The US National Institutes of Health (NIH) has opened an online Genetic Testing Registry (GTR), containing information on the availability, validity and usefulness of genetic tests provided by the test providers.
Plans for the GTR were announced last year (see previous news); it is intended to provide a resource for ‘all who are struggling to make sense of the complex world of genetic testing’ and ‘advance the public health and research into the genetic basis of health and disease’ by acting as a central repository for data on the thousands of genetic tests currently available. Currently, the GTR provides data from the NIH resource GeneTests, but it is now open for submissions directly from genetic testing companies.

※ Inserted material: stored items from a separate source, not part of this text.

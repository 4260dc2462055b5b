//! Fixed packet buffer pool with an emergency reserve.
//!
//! The pool owns `POOL_SIZE + EMERGENCY_POOL_SIZE` slots of [`BUF_SIZE`]
//! bytes.  Ordinary traffic draws from the main slots; control packets that
//! must go out even under memory pressure (ARP replies, ICMP echo replies)
//! may fall back to the reserve.  Exhaustion is an expected condition and is
//! reported as `None`, never as a panic.
//!
//! The pool is a plain value owned by the board code and lent to the stack
//! and to every [`PacketBuf`](super::packetbuf::PacketBuf).  Slot ownership
//! is tracked in a bitmap; all access happens from the single cooperative
//! network context, so the bookkeeping uses `Cell` rather than atomics.

use core::cell::{Cell, UnsafeCell};

/// Size of each slot in bytes.
///
/// Covers a 576-byte IPv4 datagram plus the Ethernet header when the sender
/// reserves only the headers it pushes
/// ([`PacketBuf::reserve`](super::packetbuf::PacketBuf::reserve)).
pub const BUF_SIZE: usize = 640;

/// Smallest datagram every IPv4 host must accept (RFC 791).
pub const IPV4_MIN_DATAGRAM: usize = 576;

/// Slots available to ordinary allocation.
pub const POOL_SIZE: usize = 8;

/// Slots only handed out by [`PacketPool::alloc_slot`] with [`PoolKind::Emergency`].
pub const EMERGENCY_POOL_SIZE: usize = 2;

const TOTAL_SLOTS: usize = POOL_SIZE + EMERGENCY_POOL_SIZE;

const _: () = assert!(TOTAL_SLOTS <= 32, "slot bitmap is a u32");
const _: () = assert!(BUF_SIZE <= u16::MAX as usize);
const _: () = assert!(super::ETH_HEADER_LEN + IPV4_MIN_DATAGRAM <= BUF_SIZE);

/// Which part of the pool a slot came from.
#[derive(Clone, Copy, Debug, PartialEq, Eq)]
pub enum PoolKind {
    Main,
    Emergency,
}

impl PoolKind {
    #[inline]
    fn range(self) -> core::ops::Range<usize> {
        match self {
            PoolKind::Main => 0..POOL_SIZE,
            PoolKind::Emergency => POOL_SIZE..TOTAL_SLOTS,
        }
    }

    #[inline]
    fn of_slot(slot: u8) -> Self {
        if (slot as usize) < POOL_SIZE {
            PoolKind::Main
        } else {
            PoolKind::Emergency
        }
    }
}

/// Packet buffer pool.  See the [module documentation](self).
pub struct PacketPool {
    slots: [UnsafeCell<[u8; BUF_SIZE]>; TOTAL_SLOTS],
    /// Bit `n` set means slot `n` is owned by a live `PacketBuf`.
    in_use: Cell<u32>,
    alloc_failures: Cell<u32>,
}

impl PacketPool {
    pub const fn new() -> Self {
        Self {
            slots: [const { UnsafeCell::new([0u8; BUF_SIZE]) }; TOTAL_SLOTS],
            in_use: Cell::new(0),
            alloc_failures: Cell::new(0),
        }
    }

    /// Claim a free slot from the `kind` part of the pool.
    ///
    /// Returns `None` when that part is exhausted; the failure is counted.
    pub fn alloc_slot(&self, kind: PoolKind) -> Option<u8> {
        let used = self.in_use.get();
        match kind.range().find(|&i| used & (1 << i) == 0) {
            Some(slot) => {
                self.in_use.set(used | (1 << slot));
                Some(slot as u8)
            }
            None => {
                self.alloc_failures.set(self.alloc_failures.get().wrapping_add(1));
                None
            }
        }
    }

    /// Return `slot` to the pool.
    ///
    /// Releasing a slot that is not allocated is a double free; it is caught
    /// by a debug assertion and otherwise ignored so the bitmap stays
    /// consistent.
    pub fn release(&self, slot: u8) {
        let bit = 1u32 << slot;
        let used = self.in_use.get();
        debug_assert!(
            (slot as usize) < TOTAL_SLOTS && used & bit != 0,
            "release of free slot {}",
            slot
        );
        self.in_use.set(used & !bit);
    }

    /// Free slots in the main pool.
    pub fn available(&self) -> usize {
        self.free_in(PoolKind::Main)
    }

    /// Free slots in the emergency reserve.
    pub fn available_emergency(&self) -> usize {
        self.free_in(PoolKind::Emergency)
    }

    /// Slots currently owned by live packets, both pools together.
    pub fn in_use(&self) -> usize {
        self.in_use.get().count_ones() as usize
    }

    /// Allocation attempts that found their pool empty.
    pub fn alloc_failures(&self) -> u32 {
        self.alloc_failures.get()
    }

    pub fn origin(slot: u8) -> PoolKind {
        PoolKind::of_slot(slot)
    }

    fn free_in(&self, kind: PoolKind) -> usize {
        let used = self.in_use.get();
        kind.range().filter(|&i| used & (1 << i) == 0).count()
    }

    /// Raw pointer to the first byte of `slot`, valid for [`BUF_SIZE`] bytes.
    ///
    /// The caller must own the slot and must not create aliasing references.
    #[inline]
    pub(crate) fn slot_data(&self, slot: u8) -> *mut u8 {
        debug_assert!((slot as usize) < TOTAL_SLOTS);
        self.slots[slot as usize].get() as *mut u8
    }
}

impl Default for PacketPool {
    fn default() -> Self {
        Self::new()
    }
}
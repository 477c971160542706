//! Server-rendered HTML for the home and login pages.

use html_escape::{encode_double_quoted_attribute, encode_text};

pub const STYLESHEET: &str = r#"body {
  font-family: system-ui, sans-serif;
  background: #f4f5f7;
  margin: 0;
}
.card {
  position: absolute;
  top: 50%;
  left: 50%;
  transform: translate(-50%, -50%);
  background: #fff;
  border-radius: 8px;
  box-shadow: 0 2px 8px rgba(0, 0, 0, 0.15);
  padding: 24px 32px;
  min-width: 260px;
}
.card label { display: block; margin-top: 12px; }
.card input { width: 100%; padding: 6px; box-sizing: border-box; }
.row { display: flex; gap: 8px; margin-top: 16px; }
.notice { padding: 8px; border-radius: 4px; margin-bottom: 12px; }
.notice.negative { background: #fde2e1; color: #9b1c1c; }
.button, button { padding: 6px 14px; }
"#;

/// User-visible message shown above the login form
#[derive(Debug, Clone, Copy, PartialEq, Eq)]
pub enum Notice {
    InvalidCredentials,
    InvalidLength,
    UsernameTaken,
    Unavailable,
}

impl Notice {
    pub fn message(self) -> &'static str {
        match self {
            Notice::InvalidCredentials => "Invalid username or password",
            Notice::InvalidLength => {
                "Username must be 3-20 characters and password 6-20 characters"
            }
            Notice::UsernameTaken => "Username already exists",
            Notice::Unavailable => "Something went wrong, please try again",
        }
    }
}

fn page(title: &str, body: &str) -> String {
    format!(
        r#"<!DOCTYPE html>
<html>
<head>
<meta charset="utf-8">
<title>{title}</title>
<link rel="stylesheet" href="/_authgate/style.css">
</head>
<body>
<div class="card">
{body}
</div>
</body>
</html>
"#
    )
}

/// Home page; `username` is set for logged-in visitors
pub fn home_page(username: Option<&str>) -> String {
    let body = match username {
        Some(name) => format!(
            r#"<p>Welcome, {}</p>
<p><a href="/info">Profile info</a></p>
<form method="post" action="/logout"><button type="submit">Log out</button></form>"#,
            encode_text(name)
        ),
        None => r#"<p>Welcome, stranger!</p>
<p><a class="button" href="/login">Log in / Register</a></p>"#
            .to_string(),
    };
    page("Home", &body)
}

/// Combined login / register form
pub fn login_page(redirect_to: &str, username: &str, notice: Option<Notice>) -> String {
    let notice_html = notice
        .map(|n| format!(r#"<div class="notice negative">{}</div>"#, n.message()))
        .unwrap_or_default();

    let body = format!(
        r#"{notice_html}<form method="post" action="/login">
<input type="hidden" name="redirect_to" value="{redirect_to}">
<label>Username <input name="username" value="{username}" minlength="3" maxlength="20" required></label>
<label>Password <input type="password" name="password" minlength="6" maxlength="20" required></label>
<div class="row">
<button type="submit" name="action" value="login">Log in</button>
<button type="submit" name="action" value="register">Register</button>
</div>
</form>"#,
        redirect_to = encode_double_quoted_attribute(redirect_to),
        username = encode_double_quoted_attribute(username),
    );
    page("Login", &body)
}
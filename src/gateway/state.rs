use std::sync::Arc;
use std::time::Duration;

use crate::account::Database;
use crate::config::{AuthConfig, SessionConfig};
use crate::session::{CookieCodec, SessionStore};
use crate::user_auth::UserAuthService;

/// Shared application state
pub struct AppState {
    /// Credential store connection pool
    pub db: Database,
    /// Registration / login rules
    pub user_auth: UserAuthService,
    /// Per-client session records
    pub sessions: Arc<SessionStore>,
    /// Session cookie signing and parsing
    pub cookies: CookieCodec,
}

impl AppState {
    pub fn new(db: Database, session: &SessionConfig, auth: &AuthConfig) -> Self {
        let user_auth = UserAuthService::new(db.pool().clone(), auth.password_scheme);
        let sessions = Arc::new(SessionStore::new(Duration::from_secs(
            session.idle_timeout_secs,
        )));
        let cookies = CookieCodec::new(
            &session.secret,
            &session.cookie_name,
            session.secure_cookie,
        );
        Self {
            db,
            user_auth,
            sessions,
            cookies,
        }
    }
}
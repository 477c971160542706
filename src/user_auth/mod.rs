//! User authentication: registration, login and the access gate middleware.

pub mod handlers;
pub mod middleware;
pub mod password;
pub mod service;

pub use middleware::access_gate;
pub use password::PasswordScheme;
pub use service::{AuthError, RegistrationError, UserAuthService};
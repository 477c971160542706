//! authgate server entry point
//!
//! ```text
//! ┌──────────┐    ┌──────────┐    ┌──────────┐    ┌──────────┐
//! │ Request  │───▶│ Session  │───▶│  Access  │───▶│ Handler  │
//! │          │    │  layer   │    │   gate   │    │          │
//! └──────────┘    └──────────┘    └──────────┘    └──────────┘
//! ```

use std::sync::Arc;
use std::time::Duration;

use anyhow::Context;
use clap::Parser;

use authgate::config::AppConfig;
use authgate::{AppState, Database};

#[derive(Debug, Parser)]
#[command(name = "authgate", version, about = "Session-gated login service")]
struct Args {
    /// Configuration environment, loads config/<env>.yaml
    #[arg(short, long, default_value = "dev")]
    env: String,

    /// Override the configured listen port
    #[arg(long)]
    port: Option<u16>,
}

#[tokio::main]
async fn main() -> anyhow::Result<()> {
    let args = Args::parse();

    let mut app_config = AppConfig::load(&args.env)?;
    if let Some(port) = args.port {
        app_config.server.port = port;
    }
    let _log_guard = authgate::logging::init_logging(&app_config);

    tracing::info!("Starting authgate in {} mode", args.env);

    if app_config.session.secret_is_weak() {
        tracing::warn!(
            "Session secret is a placeholder or shorter than {} bytes; set {} before deploying",
            authgate::config::MIN_SECRET_LEN,
            authgate::config::ENV_SESSION_SECRET
        );
    }

    // Unreachable database is the one fatal startup condition
    let db = Database::connect(&app_config.database.url, app_config.database.max_connections)
        .await
        .with_context(|| format!("Failed to open database {}", app_config.database.url))?;

    let state = Arc::new(AppState::new(db, &app_config.session, &app_config.auth));
    tracing::info!(
        scheme = ?state.user_auth.scheme(),
        cookie = state.cookies.name(),
        "Hashing new passwords"
    );

    authgate::run_server(
        &app_config.server,
        state,
        Duration::from_secs(app_config.session.purge_interval_secs),
    )
    .await
}
//! Per-client session state.
//!
//! Sessions live in a thread-safe `DashMap` keyed by an opaque random id.
//! The id travels in a signed cookie (see [`cookie`]); no other module looks
//! inside the cookie. Writes replace the whole record, so concurrent requests
//! of the same client resolve last-write-wins.

pub mod cookie;
pub mod middleware;

use std::fmt;
use std::str::FromStr;
use std::sync::Arc;
use std::time::{Duration, Instant};

use dashmap::DashMap;
use uuid::Uuid;

pub use cookie::CookieCodec;
pub use middleware::{IssuedSession, SessionContext, session_layer};

/// Opaque session identifier (random UUID v4)
#[derive(Debug, Clone, Copy, PartialEq, Eq, Hash)]
pub struct SessionId(Uuid);

impl SessionId {
    pub fn new() -> Self {
        Self(Uuid::new_v4())
    }
}

impl Default for SessionId {
    fn default() -> Self {
        Self::new()
    }
}

impl fmt::Display for SessionId {
    fn fmt(&self, f: &mut fmt::Formatter<'_>) -> fmt::Result {
        write!(f, "{}", self.0)
    }
}

impl FromStr for SessionId {
    type Err = uuid::Error;

    fn from_str(s: &str) -> Result<Self, Self::Err> {
        Uuid::parse_str(s).map(Self)
    }
}

/// Authentication state of one client
#[derive(Debug, Clone, Default, PartialEq, Eq)]
pub struct Session {
    pub authenticated: bool,
    /// Present only when authenticated
    pub username: Option<String>,
}

impl Session {
    pub fn authenticated_as(username: impl Into<String>) -> Self {
        Self {
            authenticated: true,
            username: Some(username.into()),
        }
    }

    /// Username of an authenticated session
    pub fn user(&self) -> Option<&str> {
        if self.authenticated {
            self.username.as_deref()
        } else {
            None
        }
    }
}

struct SessionEntry {
    session: Session,
    last_seen: Instant,
}

/// Thread-safe session store with idle expiry
pub struct SessionStore {
    store: DashMap<SessionId, SessionEntry>,
    idle_timeout: Duration,
}

impl SessionStore {
    pub fn new(idle_timeout: Duration) -> Self {
        Self {
            store: DashMap::new(),
            idle_timeout,
        }
    }

    /// Current state of a session, unauthenticated if unknown or expired.
    ///
    /// Refreshes the idle timer of live sessions.
    pub fn get(&self, id: &SessionId) -> Session {
        let now = Instant::now();
        if let Some(mut entry) = self.store.get_mut(id) {
            if now.duration_since(entry.last_seen) < self.idle_timeout {
                entry.last_seen = now;
                return entry.session.clone();
            }
        } else {
            return Session::default();
        }

        // Expired: drop it, unless a concurrent write refreshed it meanwhile
        self.store
            .remove_if(id, |_, entry| now.duration_since(entry.last_seen) >= self.idle_timeout);
        Session::default()
    }

    /// Mark a session as logged in. Idempotent, overwrites previous state.
    pub fn set_authenticated(&self, id: &SessionId, username: &str) {
        self.store.insert(
            *id,
            SessionEntry {
                session: Session::authenticated_as(username),
                last_seen: Instant::now(),
            },
        );
    }

    /// Log a session out
    pub fn clear(&self, id: &SessionId) {
        // An absent record reads back as the default unauthenticated session
        self.store.remove(id);
    }

    /// Drop every session idle for longer than the timeout
    pub fn purge_expired(&self) -> usize {
        let now = Instant::now();
        let before = self.store.len();
        self.store
            .retain(|_, entry| now.duration_since(entry.last_seen) < self.idle_timeout);
        before.saturating_sub(self.store.len())
    }

    pub fn len(&self) -> usize {
        self.store.len()
    }

    pub fn is_empty(&self) -> bool {
        self.store.is_empty()
    }
}

/// Periodically purge expired sessions
pub fn spawn_purge_task(store: Arc<SessionStore>, every: Duration) -> tokio::task::JoinHandle<()> {
    tokio::spawn(async move {
        let mut ticker = tokio::time::interval(every);
        loop {
            ticker.tick().await;
            let purged = store.purge_expired();
            if purged > 0 {
                tracing::debug!(purged, remaining = store.len(), "Purged expired sessions");
            }
        }
    })
}
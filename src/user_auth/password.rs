//! Password hashing and verification.
//!
//! Two stored formats are understood:
//! - Argon2id PHC strings (`$argon2id$v=19$...`), salted per user.
//! - Unsalted SHA-256 lowercase hex digests, as written by earlier
//!   deployments of this service.
//!
//! Verification picks the algorithm from the stored value, so switching the
//! configured scheme never locks existing users out.

use std::sync::OnceLock;

use anyhow::Result;
use argon2::{
    Argon2,
    password_hash::{PasswordHash, PasswordHasher, PasswordVerifier, SaltString, rand_core::OsRng},
};
use serde::{Deserialize, Serialize};
use sha2::{Digest, Sha256};
use subtle::ConstantTimeEq;

/// Scheme used when hashing passwords of new registrations
#[derive(Debug, Clone, Copy, PartialEq, Eq, Default, Serialize, Deserialize)]
#[serde(rename_all = "lowercase")]
pub enum PasswordScheme {
    #[default]
    Argon2,
    Sha256,
}

/// Hash a password with the given scheme
pub fn hash_password(scheme: PasswordScheme, password: &str) -> Result<String> {
    match scheme {
        PasswordScheme::Argon2 => {
            let salt = SaltString::generate(&mut OsRng);
            let hash = Argon2::default()
                .hash_password(password.as_bytes(), &salt)
                .map_err(|e| anyhow::anyhow!("Failed to hash password: {}", e))?;
            Ok(hash.to_string())
        }
        PasswordScheme::Sha256 => Ok(sha256_hex(password)),
    }
}

/// Verify a password against a stored hash of either format
pub fn verify_password(password: &str, stored: &str) -> bool {
    if stored.starts_with("$argon2") {
        match PasswordHash::new(stored) {
            Ok(parsed) => Argon2::default()
                .verify_password(password.as_bytes(), &parsed)
                .is_ok(),
            Err(e) => {
                tracing::error!("Stored password hash is not a valid PHC string: {}", e);
                false
            }
        }
    } else {
        let computed = sha256_hex(password);
        computed.as_bytes().ct_eq(stored.as_bytes()).into()
    }
}

/// Burn roughly the same time as a real verification.
///
/// Called when the username is unknown so that response latency does not
/// tell an attacker which usernames exist.
pub fn dummy_verify(scheme: PasswordScheme, password: &str) {
    static ARGON2_DUMMY: OnceLock<String> = OnceLock::new();
    static SHA256_DUMMY: OnceLock<String> = OnceLock::new();

    let cell = match scheme {
        PasswordScheme::Argon2 => &ARGON2_DUMMY,
        PasswordScheme::Sha256 => &SHA256_DUMMY,
    };
    let dummy = cell.get_or_init(|| {
        hash_password(scheme, "authgate-dummy-password").unwrap_or_default()
    });
    let _ = verify_password(password, dummy);
}

fn sha256_hex(password: &str) -> String {
    hex::encode(Sha256::digest(password.as_bytes()))
}
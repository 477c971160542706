//! Export OpenAPI specification to JSON file
//!
//! Usage:
//!   cargo run --bin export_openapi > openapi.json
//!
//! Or with file output:
//!   cargo run --bin export_openapi -- --output docs/openapi.json

use anyhow::Context;
use clap::Parser;
use utoipa::OpenApi;

use authgate::gateway::openapi::ApiDoc;

#[derive(Debug, Parser)]
struct Args {
    /// Write to this file instead of stdout
    #[arg(long)]
    output: Option<String>,
}

fn main() -> anyhow::Result<()> {
    let args = Args::parse();

    let json = ApiDoc::openapi()
        .to_pretty_json()
        .context("Failed to serialize OpenAPI spec")?;

    match args.output {
        Some(path) => {
            std::fs::write(&path, &json).with_context(|| format!("Failed to write {}", path))?;
            eprintln!("OpenAPI spec exported to: {}", path);
        }
        None => println!("{}", json),
    }
    Ok(())
}
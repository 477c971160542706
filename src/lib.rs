//! authgate - session-gated login service
//!
//! Registration, login and a logged-in profile endpoint over axum and an
//! embedded SQLite credential store.
//!
//! # Modules
//!
//! - [`account`] - User records, validation and the credential store
//! - [`user_auth`] - Registration/login rules, password hashing, access gate middleware
//! - [`session`] - Per-client session store and signed session cookie
//! - [`gateway`] - HTTP router, pages and JSON endpoints
//! - [`config`] - YAML configuration
//! - [`logging`] - tracing subscriber setup

pub mod account;
pub mod config;
pub mod db;
pub mod gateway;
pub mod logging;
pub mod session;
pub mod user_auth;

// Convenient re-exports at crate root
pub use account::{Database, User, UserProfile};
pub use config::AppConfig;
pub use gateway::{build_router, run_server, state::AppState};
pub use session::{Session, SessionId, SessionStore};
pub use user_auth::{AuthError, PasswordScheme, RegistrationError, UserAuthService};
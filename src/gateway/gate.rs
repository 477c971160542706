//! Access gate: which paths need a logged-in session.
//!
//! [`evaluate`] is a pure function of the path and the session; the axum
//! wrapper lives in `user_auth::middleware`.

use crate::session::Session;

/// Pages reachable without logging in
pub const UNRESTRICTED_PATHS: &[&str] = &["/login", "/"];

/// Internal assets (stylesheet, health, API document), always public
pub const INTERNAL_PREFIX: &str = "/_authgate";

#[derive(Debug, Clone, PartialEq, Eq)]
pub enum GateDecision {
    Allowed,
    /// Location of the login page to send the client to
    Redirected(String),
}

pub fn is_unrestricted(path: &str) -> bool {
    UNRESTRICTED_PATHS.contains(&path) || is_internal(path)
}

fn is_internal(path: &str) -> bool {
    path.strip_prefix(INTERNAL_PREFIX)
        .is_some_and(|rest| rest.is_empty() || rest.starts_with('/'))
}

pub fn evaluate(path: &str, session: &Session) -> GateDecision {
    if session.authenticated || is_unrestricted(path) {
        GateDecision::Allowed
    } else {
        GateDecision::Redirected(login_location(path))
    }
}

/// `/login?redirect_to=<path>`
pub fn login_location(path: &str) -> String {
    format!("/login?redirect_to={}", path)
}

/// Post-login destination: only local paths are honoured.
///
/// The value ends up in a `Location` header verbatim, so it must be
/// visible ASCII: decoded control characters or non-ASCII text fall back
/// to `/` like any off-site target.
pub fn sanitize_redirect(target: Option<&str>) -> &str {
    match target {
        Some(t) if is_local_path(t) => t,
        _ => "/",
    }
}

fn is_local_path(target: &str) -> bool {
    target.starts_with('/')
        && !target.starts_with("//")
        && !target.contains('\\')
        && target.bytes().all(|b| b.is_ascii_graphic())
}
use std::fs;

use anyhow::{Context, Result};
use serde::{Deserialize, Serialize};

use crate::session::cookie::DEFAULT_COOKIE_NAME;
use crate::user_auth::PasswordScheme;

/// Default session secret shipped in sample configs. Never deploy with it.
pub const PLACEHOLDER_SECRET: &str = "JUST_A_PLACEHOLDER";

/// Minimum secret length considered safe for signing cookies
pub const MIN_SECRET_LEN: usize = 32;

pub const ENV_DATABASE_URL: &str = "AUTHGATE_DATABASE_URL";
pub const ENV_SESSION_SECRET: &str = "AUTHGATE_SESSION_SECRET";

#[derive(Debug, Serialize, Deserialize, Clone)]
pub struct AppConfig {
    pub log_level: String,
    pub log_dir: String,
    pub log_file: String,
    pub use_json: bool,
    pub rotation: String,
    /// Per-request spans from the HTTP trace layer
    #[serde(default = "default_access_log")]
    pub access_log: bool,
    pub server: ServerConfig,
    #[serde(default)]
    pub database: DatabaseConfig,
    #[serde(default)]
    pub session: SessionConfig,
    #[serde(default)]
    pub auth: AuthConfig,
}

#[derive(Debug, Serialize, Deserialize, Clone)]
pub struct ServerConfig {
    pub host: String,
    pub port: u16,
}

impl Default for ServerConfig {
    fn default() -> Self {
        Self {
            host: "127.0.0.1".to_string(),
            port: 8080,
        }
    }
}

#[derive(Debug, Serialize, Deserialize, Clone)]
pub struct DatabaseConfig {
    pub url: String,
    pub max_connections: u32,
}

impl Default for DatabaseConfig {
    fn default() -> Self {
        Self {
            url: "sqlite://data/users.db".to_string(),
            max_connections: 5,
        }
    }
}

#[derive(Debug, Serialize, Deserialize, Clone)]
#[serde(default)]
pub struct SessionConfig {
    /// Cookie signing secret
    pub secret: String,
    pub cookie_name: String,
    /// Sessions idle for longer than this are forgotten
    pub idle_timeout_secs: u64,
    pub purge_interval_secs: u64,
    /// Send the cookie over HTTPS only
    pub secure_cookie: bool,
}

impl Default for SessionConfig {
    fn default() -> Self {
        Self {
            secret: PLACEHOLDER_SECRET.to_string(),
            cookie_name: DEFAULT_COOKIE_NAME.to_string(),
            idle_timeout_secs: 7 * 24 * 3600,
            purge_interval_secs: 300,
            secure_cookie: false,
        }
    }
}

impl SessionConfig {
    /// Placeholder or too short to resist brute force
    pub fn secret_is_weak(&self) -> bool {
        self.secret == PLACEHOLDER_SECRET || self.secret.len() < MIN_SECRET_LEN
    }
}

#[derive(Debug, Serialize, Deserialize, Clone, Default)]
pub struct AuthConfig {
    #[serde(default)]
    pub password_scheme: PasswordScheme,
}

fn default_access_log() -> bool {
    true
}

impl Default for AppConfig {
    fn default() -> Self {
        Self {
            log_level: "info".to_string(),
            log_dir: "./logs".to_string(),
            log_file: "authgate.log".to_string(),
            use_json: false,
            rotation: "daily".to_string(),
            access_log: true,
            server: ServerConfig::default(),
            database: DatabaseConfig::default(),
            session: SessionConfig::default(),
            auth: AuthConfig::default(),
        }
    }
}

impl AppConfig {
    /// Load `config/<env>.yaml`, then apply environment overrides
    pub fn load(env: &str) -> Result<Self> {
        let config_path = format!("config/{}.yaml", env);
        let content = fs::read_to_string(&config_path)
            .with_context(|| format!("Failed to read config file: {}", config_path))?;
        let mut config = Self::from_yaml(&content)
            .with_context(|| format!("Failed to parse config file: {}", config_path))?;
        config.apply_overrides(|key| std::env::var(key).ok());
        Ok(config)
    }

    pub fn from_yaml(content: &str) -> Result<Self> {
        Ok(serde_yaml::from_str(content)?)
    }

    /// Override secrets and the database location from the environment
    pub fn apply_overrides(&mut self, lookup: impl Fn(&str) -> Option<String>) {
        if let Some(url) = lookup(ENV_DATABASE_URL) {
            self.database.url = url;
        }
        if let Some(secret) = lookup(ENV_SESSION_SECRET) {
            self.session.secret = secret;
        }
    }
}
//! Internal assets served under `/_authgate`

use std::sync::Arc;

use axum::{Json, extract::State, http::header, response::IntoResponse};

use super::super::openapi::ApiDoc;
use super::super::state::AppState;
use super::super::views::STYLESHEET;

pub async fn stylesheet() -> impl IntoResponse {
    ([(header::CONTENT_TYPE, "text/css; charset=utf-8")], STYLESHEET)
}

pub async fn openapi_json(State(state): State<Arc<AppState>>) -> Json<utoipa::openapi::OpenApi> {
    Json(ApiDoc::with_cookie_name(state.cookies.name()))
}
use crate::config::AppConfig;
use tracing_appender::non_blocking::WorkerGuard;
use tracing_subscriber::{EnvFilter, fmt, prelude::*};

/// Default filter when `RUST_LOG` is unset
///
/// sqlx logs every statement at info, so it is held at warn. The HTTP
/// trace layer can be silenced entirely with `access_log: false`.
pub fn filter_directives(config: &AppConfig) -> String {
    let access = if config.access_log { "info" } else { "off" };
    format!("{},sqlx=warn,tower_http={}", config.log_level, access)
}

/// Install the global subscriber: rolling log file, plus stdout in text mode.
///
/// Keep the returned guard alive for the lifetime of the process, dropping
/// it flushes and stops the background writer.
pub fn init_logging(config: &AppConfig) -> WorkerGuard {
    let file_appender = match config.rotation.as_str() {
        "hourly" => tracing_appender::rolling::hourly(&config.log_dir, &config.log_file),
        "daily" => tracing_appender::rolling::daily(&config.log_dir, &config.log_file),
        _ => tracing_appender::rolling::never(&config.log_dir, &config.log_file),
    };

    let (non_blocking, guard) = tracing_appender::non_blocking(file_appender);

    let filter = EnvFilter::try_from_default_env()
        .unwrap_or_else(|_| EnvFilter::new(filter_directives(config)));

    let registry = tracing_subscriber::registry().with(filter);

    if config.use_json {
        // Targets stay in JSON so log queries can tell sqlx/tower_http/authgate apart
        let file_layer = fmt::layer()
            .json()
            .with_target(true)
            .with_writer(non_blocking)
            .with_ansi(false);
        registry.with(file_layer).init();
    } else {
        let file_layer = fmt::layer()
            .with_target(false)
            .with_writer(non_blocking)
            .with_ansi(false);
        let stdout_layer = fmt::layer().with_target(false).with_ansi(true);
        registry.with(file_layer).with(stdout_layer).init();
    }

    guard
}
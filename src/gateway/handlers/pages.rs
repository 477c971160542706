//! Home and login pages

use axum::{
    Extension,
    extract::Query,
    http::StatusCode,
    response::{Html, IntoResponse, Redirect, Response},
};
use serde::Deserialize;

use super::super::gate::sanitize_redirect;
use super::super::views;
use crate::session::SessionContext;

#[derive(Debug, Deserialize)]
pub struct LoginQuery {
    pub redirect_to: Option<String>,
}

/// GET /
pub async fn home(Extension(ctx): Extension<SessionContext>) -> Html<String> {
    Html(views::home_page(ctx.session.user()))
}

/// GET /login
///
/// Logged-in visitors go straight back to the home page.
pub async fn login_page(
    Extension(ctx): Extension<SessionContext>,
    Query(query): Query<LoginQuery>,
) -> Response {
    if ctx.session.authenticated {
        return Redirect::to("/").into_response();
    }
    let redirect_to = sanitize_redirect(query.redirect_to.as_deref());
    Html(views::login_page(redirect_to, "", None)).into_response()
}

/// Unknown paths; only reached by logged-in clients, the gate redirects
/// everyone else.
pub async fn not_found() -> (StatusCode, Html<&'static str>) {
    (StatusCode::NOT_FOUND, Html("<h1>404 Not Found</h1>"))
}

Comment: The limitations of this approach are obvious – voluntary data submission from companies and the lack of independent verification of this data by the NIH. The convenience of a central source of information may prove a great benefit to researchers, clinicians and the public, but it is also possible that inclusion in the federal agency database could lend inappropriate credence to claims made by test providers. It remains to be seen how effective self-regulation of the industry is in this regard.
Meanwhile, the US medical insurer UnitedHealth has released a new report on genetic and molecular diagnostics saying that the US market was worth $5 billion in 2010 alone, and could grow to $15-25 billion per year by 2021, so this is big business; however, the same report noted that the majority of currently available tests lacked the evidence of effectiveness needed by clinicians and patients.